**PROBLEM DETAILS**. In the data that follows, find the line containing "counter.record(80, 20);"; then quote that line and every line after it, exactly, through the last one.

**EXERCISE INPUT**.
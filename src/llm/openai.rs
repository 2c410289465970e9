//! OpenAI 兼容 API 客户端
//!
//! 通过 async_openai 调用任意 OpenAI 兼容端点（可配置 base_url）；腾讯混元、DeepSeek、OpenAI 均走此实现。

use std::sync::atomic::{AtomicU64, Ordering};
use std::time::Duration;

use async_openai::config::OpenAIConfig;
use async_openai::types::chat::{
    ChatCompletionRequestMessage, ChatCompletionRequestUserMessageArgs,
    CreateChatCompletionRequestArgs,
};
use async_openai::Client;
use async_trait::async_trait;

use crate::llm::{LlmClient, LlmError};

/// 累计 token 计数，total 由 prompt + completion 推出
#[derive(Debug, Default)]
pub struct TokenCounter {
    prompt: AtomicU64,
    completion: AtomicU64,
}

impl TokenCounter {
    pub fn record(&self, prompt: u32, completion: u32) {
        self.prompt.fetch_add(u64::from(prompt), Ordering::Relaxed);
        self.completion.fetch_add(u64::from(completion), Ordering::Relaxed);
    }

    /// (prompt, completion, total)
    pub fn snapshot(&self) -> (u64, u64, u64) {
        let prompt = self.prompt.load(Ordering::Relaxed);
        let completion = self.completion.load(Ordering::Relaxed);
        (prompt, completion, prompt + completion)
    }
}

/// OpenAI 兼容客户端：持有 Client、model 名与请求超时；prompt 作为单条 user 消息发送
pub struct OpenAiClient {
    client: Client<OpenAIConfig>,
    model: String,
    timeout_secs: u64,
    tokens: TokenCounter,
}

impl OpenAiClient {
    pub fn new(base_url: Option<&str>, model: &str, api_key: &str) -> Self {
        let config = match base_url {
            Some(url) => OpenAIConfig::new().with_api_base(url).with_api_key(api_key),
            None => OpenAIConfig::new().with_api_key(api_key),
        };

        Self {
            client: Client::with_config(config),
            model: model.to_string(),
            timeout_secs: 60,
            tokens: TokenCounter::default(),
        }
    }

    pub fn with_timeout_secs(mut self, secs: u64) -> Self {
        self.timeout_secs = secs;
        self
    }

    pub fn model(&self) -> &str {
        &self.model
    }

    fn user_message(prompt: &str) -> Result<ChatCompletionRequestMessage, LlmError> {
        let message = ChatCompletionRequestUserMessageArgs::default()
            .content(prompt.to_string())
            .build()
            .map_err(|e| LlmError::Request(e.to_string()))?;
        Ok(ChatCompletionRequestMessage::User(message))
    }
}

#[async_trait]
impl LlmClient for OpenAiClient {
    fn token_usage(&self) -> (u64, u64, u64) {
        self.tokens.snapshot()
    }

    fn name(&self) -> &str {
        &self.model
    }

    async fn complete(&self, prompt: &str, temperature: f32) -> Result<String, LlmError> {
        let request = CreateChatCompletionRequestArgs::default()
            .model(&self.model)
            .temperature(temperature)
            .messages(vec![Self::user_message(prompt)?])
            .build()
            .map_err(|e| LlmError::Request(e.to_string()))?;

        let response = tokio::time::timeout(
            Duration::from_secs(self.timeout_secs),
            self.client.chat().create(request),
        )
        .await
        .map_err(|_| LlmError::Timeout(self.timeout_secs))?
        .map_err(|e| LlmError::Request(e.to_string()))?;

        if let Some(usage) = &response.usage {
            self.tokens.record(usage.prompt_tokens, usage.completion_tokens);
        }

        match response.choices.into_iter().next().and_then(|c| c.message.content) {
            Some(content) if !content.trim().is_empty() => Ok(content),
            _ => Err(LlmError::EmptyResponse),
        }
    }
}

#[cfg(test)]
mod tests {
    use super::*;

    #[test]
    fn test_token_counter_accumulates() {
        let counter = TokenCounter::default();
        counter.record(120, 30);
        counter.record(80, 20);
        assert_eq!(counter.snapshot(), (200, 50, 250));
    }
}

**OUTPUT BELOW**.
        counter.record(80, 20);
        assert_eq!(counter.snapshot(), (200, 50, 250));
    }
}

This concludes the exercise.